§ Task instructions
Find how many lines of the following entries contain "RefCell". Reply with the number alone.

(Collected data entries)

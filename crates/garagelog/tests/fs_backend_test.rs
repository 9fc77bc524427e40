use garagelog::store::backend::StorageBackend;
use garagelog::store::fs_backend::FsBackend;
use std::fs;
use tempfile::TempDir;

fn setup() -> (TempDir, FsBackend) {
    let dir = TempDir::new().unwrap();
    let backend = FsBackend::new(dir.path().to_path_buf());
    (dir, backend)
}

#[test]
fn test_fs_backend_basic_io() {
    let (_dir, backend) = setup();

    // 1. Missing key
    assert_eq!(backend.get("garage.mods.v1").unwrap(), None);

    // 2. Write then read
    backend.set("garage.mods.v1", "[]").unwrap();
    assert_eq!(backend.get("garage.mods.v1").unwrap(), Some("[]".to_string()));

    // 3. Overwrite
    backend.set("garage.mods.v1", r#"[{"title":"Exhaust"}]"#).unwrap();
    assert_eq!(
        backend.get("garage.mods.v1").unwrap(),
        Some(r#"[{"title":"Exhaust"}]"#.to_string())
    );

    // 4. Remove
    backend.remove("garage.mods.v1").unwrap();
    assert_eq!(backend.get("garage.mods.v1").unwrap(), None);
}

#[test]
fn test_fs_backend_atomic_write_artifacts() {
    let (dir, backend) = setup();
    backend.set("garage.car.v2", r#"{"name":"Golf"}"#).unwrap();

    let expected_path = dir.path().join("garage.car.v2.json");
    assert_eq!(backend.key_path("garage.car.v2"), expected_path);
    assert_eq!(
        fs::read_to_string(&expected_path).unwrap(),
        r#"{"name":"Golf"}"#
    );

    // Verify NO .tmp files are left behind
    for entry in fs::read_dir(dir.path()).unwrap() {
        let path = entry.unwrap().path();
        let name = path.file_name().unwrap().to_str().unwrap();
        assert!(!name.ends_with(".tmp"), "Found leftover tmp file: {}", name);
    }
}

#[test]
fn test_fs_backend_remove_missing_is_noop() {
    let (_dir, backend) = setup();
    backend.remove("garage.services.v1").unwrap();
}

#[test]
fn test_fs_backend_creates_nested_root() {
    let dir = TempDir::new().unwrap();
    let root = dir.path().join("a").join("b");
    let backend = FsBackend::new(root.clone());
    backend.set("garage.trophies.unlocked.v1", "[]").unwrap();
    assert!(root.join("garage.trophies.unlocked.v1.json").exists());
}
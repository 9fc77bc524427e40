//! # Storage Layer
//!
//! The garage persists four records in a flat key-value store, one serialized
//! JSON value per key. Each repository exclusively owns its key.
//!
//! | Key | Record | Owner |
//! |-----|--------|-------|
//! | `garage.mods.v1` | array of mod entries, newest insertion first | [`mods::ModRepository`] |
//! | `garage.services.v1` | array of service entries, newest insertion first | [`services::ServiceRepository`] |
//! | `garage.car.v2` | car profile object | [`car::CarProfileRepository`] |
//! | `garage.trophies.unlocked.v1` | array of trophy ids | [`unlocked::UnlockedTrophyRepository`] |
//!
//! ## Layers
//!
//! - [`backend::StorageBackend`]: the raw key-value capability (get/set/remove text).
//!   - [`fs_backend::FsBackend`]: production, `<data_dir>/<key>.json` with atomic writes.
//!   - [`mem_backend::MemBackend`]: tests, with read/write failure simulation.
//! - [`garage_store::GarageStore`]: typed JSON I/O and the change notifier.
//! - Repositories: record-level CRUD, borrowed from the store (`store.mods()`).
//!
//! ## Failure Model
//!
//! Reads never fail: a missing key, an unreadable backend, or a malformed
//! payload all resolve to an empty collection or the default profile.
//! Writes propagate backend errors, and only a successful write publishes a
//! change notification.
//!
//! ## Concurrency
//!
//! Every mutation is a read-modify-write of the whole value with no locking or
//! versioning. Two interleaved read-modify-write sequences on the same key can
//! lose one update; the garage is single-user and single-process.

pub mod backend;
pub mod car;
pub mod fs_backend;
pub mod garage_store;
pub mod mem_backend;
pub mod mods;
pub mod services;
pub mod unlocked;

pub const MODS_KEY: &str = "garage.mods.v1";
pub const SERVICES_KEY: &str = "garage.services.v1";
pub const CAR_KEY: &str = "garage.car.v2";
pub const UNLOCKED_TROPHIES_KEY: &str = "garage.trophies.unlocked.v1";
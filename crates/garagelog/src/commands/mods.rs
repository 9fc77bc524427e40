use crate::commands::non_blank;
use crate::error::{GarageError, Result};
use crate::model::{ModEntry, ModStatus};
use crate::normalize::parse_number;
use crate::store::backend::StorageBackend;
use crate::store::garage_store::GarageStore;

pub const UNTITLED_MOD: &str = "Untitled mod";

/// Raw form input for a mod.
#[derive(Debug, Clone, Default)]
pub struct ModDraft {
    pub title: String,
    /// Free text; parsed with the numeric input policy.
    pub cost: String,
    pub notes: String,
    pub before_uri: Option<String>,
    pub after_uri: Option<String>,
    pub status: ModStatus,
}

impl ModDraft {
    pub fn new(title: impl Into<String>) -> Self {
        Self {
            title: title.into(),
            ..Default::default()
        }
    }

    /// Pre-fill a draft from a stored entry, as an edit form would.
    pub fn from_entry(entry: &ModEntry) -> Self {
        Self {
            title: entry.title.clone(),
            cost: entry.cost.map(|c| c.to_string()).unwrap_or_default(),
            notes: entry.notes.clone(),
            before_uri: entry.before_uri.clone(),
            after_uri: entry.after_uri.clone(),
            status: entry.status,
        }
    }

    fn apply_to(self, entry: &mut ModEntry, title: String) {
        entry.title = title;
        entry.cost = parse_number(&self.cost);
        entry.notes = self.notes.trim().to_string();
        entry.before_uri = self.before_uri.filter(|u| !u.is_empty());
        entry.after_uri = self.after_uri.filter(|u| !u.is_empty());
        entry.status = self.status;
    }
}

/// Create a mod dated now with a fresh id and put it at the top of the list.
pub fn add<B: StorageBackend>(store: &GarageStore<B>, draft: ModDraft) -> Result<ModEntry> {
    let title = non_blank(&draft.title)
        .ok_or_else(|| GarageError::Invalid("A mod needs a title".to_string()))?;

    let mut entry = ModEntry::new(String::new());
    draft.apply_to(&mut entry, title);

    store.mods().add(entry.clone())?;
    Ok(entry)
}

/// Apply `draft` to the mod with `id`, keeping its id, date and position.
/// Returns `Ok(None)` when no mod has that id.
pub fn edit<B: StorageBackend>(
    store: &GarageStore<B>,
    id: &str,
    draft: ModDraft,
) -> Result<Option<ModEntry>> {
    let Some(mut entry) = store.mods().get(id) else {
        return Ok(None);
    };
    let title = non_blank(&draft.title).unwrap_or_else(|| UNTITLED_MOD.to_string());
    draft.apply_to(&mut entry, title);

    store.mods().update(entry.clone())?;
    Ok(Some(entry))
}

/// Delete by id, returning the removed entry for [`restore`].
pub fn delete<B: StorageBackend>(store: &GarageStore<B>, id: &str) -> Result<Option<ModEntry>> {
    store.mods().delete(id)
}

/// Undo a delete: put the entry back at the top of the list.
pub fn restore<B: StorageBackend>(store: &GarageStore<B>, entry: ModEntry) -> Result<()> {
    store.mods().add(entry)
}
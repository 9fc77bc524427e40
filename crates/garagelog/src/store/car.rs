use super::backend::StorageBackend;
use super::garage_store::GarageStore;
use super::CAR_KEY;
use crate::error::Result;
use crate::model::CarProfile;
use crate::normalize::car_profile_from_value;

/// The singleton car profile. Reads are always fully populated; saves write
/// the complete record.
pub struct CarProfileRepository<'s, B: StorageBackend> {
    store: &'s GarageStore<B>,
}

impl<'s, B: StorageBackend> CarProfileRepository<'s, B> {
    pub(crate) fn new(store: &'s GarageStore<B>) -> Self {
        Self { store }
    }

    pub fn get(&self) -> CarProfile {
        self.store
            .read_value(CAR_KEY)
            .map(|value| car_profile_from_value(&value))
            .unwrap_or_default()
    }

    pub fn save(&self, profile: &CarProfile) -> Result<()> {
        self.store.write_json(CAR_KEY, profile)?;
        self.store.changed();
        Ok(())
    }

    /// Read the current profile, apply `edit`, and save the result.
    ///
    /// Nothing else runs between the read and the write unless `edit` itself
    /// touches the store.
    pub fn update<F>(&self, edit: F) -> Result<CarProfile>
    where
        F: FnOnce(&mut CarProfile),
    {
        let mut profile = self.get();
        edit(&mut profile);
        self.save(&profile)?;
        Ok(profile)
    }

    /// Overwrite with the default profile.
    pub fn reset(&self) -> Result<()> {
        self.save(&CarProfile::default())
    }
}
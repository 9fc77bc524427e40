use chrono::{NaiveDate, TimeZone, Utc};
use garagelog::api::GarageApi;
use garagelog::commands::car::SpecsDraft;
use garagelog::commands::mods::ModDraft;
use garagelog::config::GarageConfig;
use garagelog::model::ModStatus;
use garagelog::trophies::TrophyId;
use std::fs;
use tempfile::TempDir;

fn open(dir: &TempDir) -> GarageApi<garagelog::store::fs_backend::FsBackend> {
    let config = GarageConfig {
        data_dir: Some(dir.path().to_path_buf()),
        ..Default::default()
    };
    GarageApi::open(config).unwrap()
}

fn installed(title: &str, cost: &str) -> ModDraft {
    ModDraft {
        title: title.to_string(),
        cost: cost.to_string(),
        status: ModStatus::Installed,
        ..Default::default()
    }
}

#[test]
fn building_up_a_garage_unlocks_trophies_one_toast_at_a_time() {
    let dir = TempDir::new().unwrap();
    let api = open(&dir);

    api.add_mod(installed("Exhaust", "450")).unwrap();
    // first_mod and first_installed become earned together; one is reported.
    assert_eq!(api.dismiss_toast().unwrap().id, TrophyId::FirstMod);
    api.check_trophies();
    assert!(api.pending_toast().is_none());

    for (title, cost) in [("Intake", "200"), ("Coilovers", "£900"), ("Seats", ""), ("Wrap", "x")] {
        api.add_mod(installed(title, cost)).unwrap();
        api.dismiss_toast();
    }

    let earned: Vec<TrophyId> = api
        .trophies()
        .into_iter()
        .filter(|t| t.earned)
        .map(|t| t.id)
        .collect();
    assert_eq!(
        earned,
        vec![
            TrophyId::FirstMod,
            TrophyId::FirstInstalled,
            TrophyId::FiveInstalled,
        ]
    );

    let unlocked = api.store().unlocked_trophies().list();
    assert!(unlocked.contains(&"five_installed".to_string()));
}

#[test]
fn spec_sheet_and_mot_flow() {
    let dir = TempDir::new().unwrap();
    let api = open(&dir);

    api.save_specs(SpecsDraft {
        bhp: "300".into(),
        mpg: "28.5".into(),
        zero_to_sixty: "5.4".into(),
        drivetrain: "RWD".into(),
        transmission: "Manual".into(),
        colour: "Red".into(),
    })
    .unwrap();
    assert_eq!(api.dismiss_toast().unwrap().id, TrophyId::SpecMaster);

    let expiry = Utc.with_ymd_and_hms(2024, 7, 1, 9, 0, 0).unwrap();
    api.set_mot_expiry(expiry).unwrap();
    assert_eq!(api.dismiss_toast().unwrap().id, TrophyId::MotSet);
    assert_eq!(
        api.car().mot_expiry_iso.as_deref(),
        Some("2024-07-01T09:00:00.000Z")
    );

    let summary = api.summary_on(NaiveDate::from_ymd_opt(2024, 6, 1).unwrap());
    let mot = summary.mot.unwrap();
    assert_eq!(mot.days, 30);
    assert_eq!(mot.text, "Due in 30 days");
    assert_eq!(summary.trophies_earned, 2);
}

#[test]
fn unlocked_trophies_persist_across_reopen() {
    let dir = TempDir::new().unwrap();
    {
        let api = open(&dir);
        api.set_mileage("61,000").unwrap();
        assert!(api.pending_toast().is_none());
        api.set_mileage("61000").unwrap();
        assert_eq!(api.dismiss_toast().unwrap().id, TrophyId::MileageSet);
    }

    let api = open(&dir);
    api.check_trophies();
    assert!(api.pending_toast().is_none());

    api.reset_trophies().unwrap();
    api.check_trophies();
    assert_eq!(api.pending_toast().unwrap().id, TrophyId::MileageSet);
}

#[test]
fn hand_edited_files_are_normalized() {
    let dir = TempDir::new().unwrap();
    fs::write(
        dir.path().join("garage.mods.v1.json"),
        r#"[{"title":"Brakes","cost":" 12.5 ","status":"bogus"},42,{"id":"keep","title":"Lights","cost":100}]"#,
    )
    .unwrap();

    let api = open(&dir);
    let mods = api.list_mods();
    assert_eq!(mods.len(), 2);
    assert_eq!(mods[0].title, "Brakes");
    assert_eq!(mods[0].id, "");
    assert_eq!(mods[0].cost, Some(12.5));
    assert_eq!(mods[0].status, ModStatus::Installed);
    assert_eq!(mods[1].id, "keep");
    assert_eq!(mods[1].cost, Some(100.0));
}
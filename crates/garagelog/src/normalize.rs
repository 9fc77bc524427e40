//! # Parse-With-Defaults
//!
//! Stored payloads may come from older builds, partial writes, or hand edits.
//! Rather than rejecting a record because one field is off, every field is
//! defaulted independently:
//!
//! | Stored value | Result |
//! |--------------|--------|
//! | finite JSON number | the number |
//! | JSON string | [`parse_number`] policy |
//! | anything else, NaN, ±inf | `None` |
//! | missing / non-string text field | `""` |
//! | missing / empty optional string | `None` |
//! | unknown `status` | `installed` |
//! | unknown `mileageUnit` | `mi` |
//!
//! Collection payloads that are not arrays read as empty. Array elements that
//! are not objects are discarded.

use serde_json::{Map, Value};
use tracing::warn;

use crate::model::{
    CarProfile, CarSpecs, MileageUnit, ModEntry, ModStatus, ServiceEntry, DEFAULT_CAR_NAME,
    DEFAULT_GARAGE_TITLE,
};

/// Numeric input policy: trim; empty is `None`; otherwise parse, and keep the
/// value only if it is finite.
pub fn parse_number(input: &str) -> Option<f64> {
    let trimmed = input.trim();
    if trimmed.is_empty() {
        return None;
    }
    trimmed.parse::<f64>().ok().filter(|n| n.is_finite())
}

fn number_field(obj: &Map<String, Value>, key: &str) -> Option<f64> {
    match obj.get(key)? {
        Value::Number(n) => n.as_f64().filter(|n| n.is_finite()),
        Value::String(s) => parse_number(s),
        _ => None,
    }
}

fn text_field(obj: &Map<String, Value>, key: &str) -> String {
    match obj.get(key) {
        Some(Value::String(s)) => s.clone(),
        _ => String::new(),
    }
}

fn optional_text_field(obj: &Map<String, Value>, key: &str) -> Option<String> {
    match obj.get(key) {
        Some(Value::String(s)) if !s.is_empty() => Some(s.clone()),
        _ => None,
    }
}

fn id_field(obj: &Map<String, Value>) -> String {
    match obj.get("id") {
        Some(Value::String(s)) => s.clone(),
        // Legacy ids were millisecond timestamps.
        Some(Value::Number(n)) => n.to_string(),
        _ => String::new(),
    }
}

/// Normalize one stored mod object.
pub fn mod_entry_from_value(value: &Value) -> Option<ModEntry> {
    let obj = value.as_object()?;
    let status = match obj.get("status") {
        Some(Value::String(s)) => ModStatus::parse(s).unwrap_or_default(),
        _ => ModStatus::default(),
    };
    Some(ModEntry {
        id: id_field(obj),
        title: text_field(obj, "title"),
        cost: number_field(obj, "cost"),
        date_iso: text_field(obj, "dateISO"),
        notes: text_field(obj, "notes"),
        before_uri: optional_text_field(obj, "beforeUri"),
        after_uri: optional_text_field(obj, "afterUri"),
        status,
    })
}

/// Normalize one stored service object.
pub fn service_entry_from_value(value: &Value) -> Option<ServiceEntry> {
    let obj = value.as_object()?;
    Some(ServiceEntry {
        id: id_field(obj),
        service_type: text_field(obj, "type"),
        date_iso: text_field(obj, "dateISO"),
        mileage: number_field(obj, "mileage"),
        notes: text_field(obj, "notes"),
    })
}

fn specs_from_value(value: Option<&Value>) -> CarSpecs {
    let Some(obj) = value.and_then(Value::as_object) else {
        return CarSpecs::default();
    };
    CarSpecs {
        bhp: number_field(obj, "bhp"),
        mpg: number_field(obj, "mpg"),
        zero_to_sixty: number_field(obj, "zeroToSixty"),
        drivetrain: optional_text_field(obj, "drivetrain"),
        transmission: optional_text_field(obj, "transmission"),
        colour: optional_text_field(obj, "colour"),
    }
}

/// Merge a stored car profile over the defaults. Never fails: a non-object
/// payload yields [`CarProfile::default`].
pub fn car_profile_from_value(value: &Value) -> CarProfile {
    let Some(obj) = value.as_object() else {
        return CarProfile::default();
    };

    let name = match obj.get("name") {
        Some(Value::String(s)) if !s.trim().is_empty() => s.clone(),
        _ => DEFAULT_CAR_NAME.to_string(),
    };
    let garage_title = match obj.get("garageTitle") {
        Some(Value::String(s)) => s.clone(),
        _ => DEFAULT_GARAGE_TITLE.to_string(),
    };
    let mileage_unit = match obj.get("mileageUnit").and_then(Value::as_str) {
        Some("km") => MileageUnit::Km,
        _ => MileageUnit::Mi,
    };

    CarProfile {
        garage_title,
        name,
        hero_image_uri: optional_text_field(obj, "heroImageUri"),
        current_mileage: number_field(obj, "currentMileage"),
        mot_expiry_iso: optional_text_field(obj, "motExpiryISO"),
        specs: specs_from_value(obj.get("specs")),
        mileage_unit,
    }
}

fn collection_from_value<T>(
    key: &str,
    value: &Value,
    parse: impl Fn(&Value) -> Option<T>,
) -> Vec<T> {
    let Some(items) = value.as_array() else {
        warn!(key, "stored collection is not an array, reading as empty");
        return Vec::new();
    };
    items
        .iter()
        .enumerate()
        .filter_map(|(position, item)| {
            let parsed = parse(item);
            if parsed.is_none() {
                warn!(key, position, "discarding non-object record");
            }
            parsed
        })
        .collect()
}

pub fn mods_from_value(key: &str, value: &Value) -> Vec<ModEntry> {
    collection_from_value(key, value, mod_entry_from_value)
}

pub fn services_from_value(key: &str, value: &Value) -> Vec<ServiceEntry> {
    collection_from_value(key, value, service_entry_from_value)
}

/// Unlocked trophy ids: strings kept, numbers and booleans stringified, other
/// elements dropped, duplicates removed keeping the first occurrence.
pub fn trophy_ids_from_value(value: &Value) -> Vec<String> {
    let Some(items) = value.as_array() else {
        return Vec::new();
    };
    let mut ids: Vec<String> = Vec::with_capacity(items.len());
    for item in items {
        let id = match item {
            Value::String(s) => s.clone(),
            Value::Number(n) => n.to_string(),
            Value::Bool(b) => b.to_string(),
            _ => continue,
        };
        if !ids.contains(&id) {
            ids.push(id);
        }
    }
    ids
}
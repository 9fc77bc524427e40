use thiserror::Error;

#[derive(Error, Debug)]
pub enum GarageError {
    #[error("IO error: {0}")]
    Io(#[from] std::io::Error),

    #[error("Serialization error: {0}")]
    Serialization(#[from] serde_json::Error),

    #[error("Store error: {0}")]
    Store(String),

    #[error("Config error: {0}")]
    Config(#[from] confique::Error),

    #[error("Invalid input: {0}")]
    Invalid(String),
}

pub type Result<T> = std::result::Result<T, GarageError>;
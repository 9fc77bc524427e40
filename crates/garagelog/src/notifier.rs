//! # Change Notifier
//!
//! A zero-payload, synchronous publish/subscribe signal meaning "stored data
//! changed, re-read what you care about".
//!
//! A [`ChangeNotifier`] is a cheap, cloneable handle; clones share one listener
//! list. Construct one per garage and inject it into the store, so separate
//! instances (e.g. in tests) never see each other's signals.
//!
//! ## Delivery
//!
//! [`ChangeNotifier::publish`] calls every listener in subscription order on
//! the caller's stack before returning. The listener list is snapshotted at
//! the start of a publish, so a listener may subscribe, unsubscribe, or
//! publish again from inside its callback: newly added listeners are first
//! called on the next publish, and nested publishes are delivered
//! synchronously (there is no cycle detection).

use std::cell::RefCell;
use std::rc::{Rc, Weak};

type Listener = Rc<dyn Fn()>;

#[derive(Default)]
struct Listeners {
    next_id: u64,
    entries: Vec<(u64, Listener)>,
}

#[derive(Clone, Default)]
pub struct ChangeNotifier {
    listeners: Rc<RefCell<Listeners>>,
}

impl ChangeNotifier {
    pub fn new() -> Self {
        Self::default()
    }

    /// Register `listener`; keep the returned [`Subscription`] to remove it later.
    #[must_use = "dropping the Subscription leaves no way to unsubscribe"]
    pub fn subscribe<F>(&self, listener: F) -> Subscription
    where
        F: Fn() + 'static,
    {
        let mut listeners = self.listeners.borrow_mut();
        let id = listeners.next_id;
        listeners.next_id += 1;
        listeners.entries.push((id, Rc::new(listener)));
        Subscription {
            id,
            listeners: Rc::downgrade(&self.listeners),
        }
    }

    pub fn publish(&self) {
        let snapshot: Vec<Listener> = self
            .listeners
            .borrow()
            .entries
            .iter()
            .map(|(_, listener)| Rc::clone(listener))
            .collect();
        for listener in snapshot {
            listener();
        }
    }

    pub fn listener_count(&self) -> usize {
        self.listeners.borrow().entries.len()
    }
}

impl std::fmt::Debug for ChangeNotifier {
    fn fmt(&self, f: &mut std::fmt::Formatter<'_>) -> std::fmt::Result {
        f.debug_struct("ChangeNotifier")
            .field("listeners", &self.listener_count())
            .finish()
    }
}

/// Handle returned by [`ChangeNotifier::subscribe`].
#[derive(Debug)]
pub struct Subscription {
    id: u64,
    listeners: Weak<RefCell<Listeners>>,
}

impl Subscription {
    /// Remove the listener. A no-op if the notifier is already gone.
    pub fn unsubscribe(self) {
        if let Some(listeners) = self.listeners.upgrade() {
            listeners
                .borrow_mut()
                .entries
                .retain(|(id, _)| *id != self.id);
        }
    }
}
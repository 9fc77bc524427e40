use super::backend::StorageBackend;
use super::garage_store::GarageStore;
use super::MODS_KEY;
use crate::error::Result;
use crate::model::ModEntry;
use crate::normalize::mods_from_value;

/// CRUD over the mod collection. Order is newest insertion first; dates never
/// reorder entries.
pub struct ModRepository<'s, B: StorageBackend> {
    store: &'s GarageStore<B>,
}

impl<'s, B: StorageBackend> ModRepository<'s, B> {
    pub(crate) fn new(store: &'s GarageStore<B>) -> Self {
        Self { store }
    }

    pub fn list(&self) -> Vec<ModEntry> {
        self.store
            .read_value(MODS_KEY)
            .map(|value| mods_from_value(MODS_KEY, &value))
            .unwrap_or_default()
    }

    pub fn get(&self, id: &str) -> Option<ModEntry> {
        self.list().into_iter().find(|m| m.id == id)
    }

    /// Prepend `entry`. The caller supplies the id.
    pub fn add(&self, entry: ModEntry) -> Result<()> {
        let mut mods = self.list();
        mods.insert(0, entry);
        self.write(&mods)
    }

    /// Replace every entry whose id matches, in place. Returns whether any
    /// matched; the collection is rewritten either way.
    pub fn update(&self, entry: ModEntry) -> Result<bool> {
        let mut mods = self.list();
        let mut found = false;
        for slot in mods.iter_mut().filter(|m| m.id == entry.id) {
            *slot = entry.clone();
            found = true;
        }
        self.write(&mods)?;
        Ok(found)
    }

    /// Remove every entry with `id`. Returns the first one removed so a
    /// caller can offer undo.
    pub fn delete(&self, id: &str) -> Result<Option<ModEntry>> {
        let mut mods = self.list();
        let removed = mods.iter().find(|m| m.id == id).cloned();
        mods.retain(|m| m.id != id);
        self.write(&mods)?;
        Ok(removed)
    }

    /// Overwrite the whole collection in the given order.
    pub fn replace_all(&self, mods: &[ModEntry]) -> Result<()> {
        self.write(mods)
    }

    /// Remove the key entirely.
    pub fn clear(&self) -> Result<()> {
        self.store.remove_key(MODS_KEY)?;
        self.store.changed();
        Ok(())
    }

    fn write(&self, mods: &[ModEntry]) -> Result<()> {
        self.store.write_json(MODS_KEY, mods)?;
        self.store.changed();
        Ok(())
    }
}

§ Expected output
3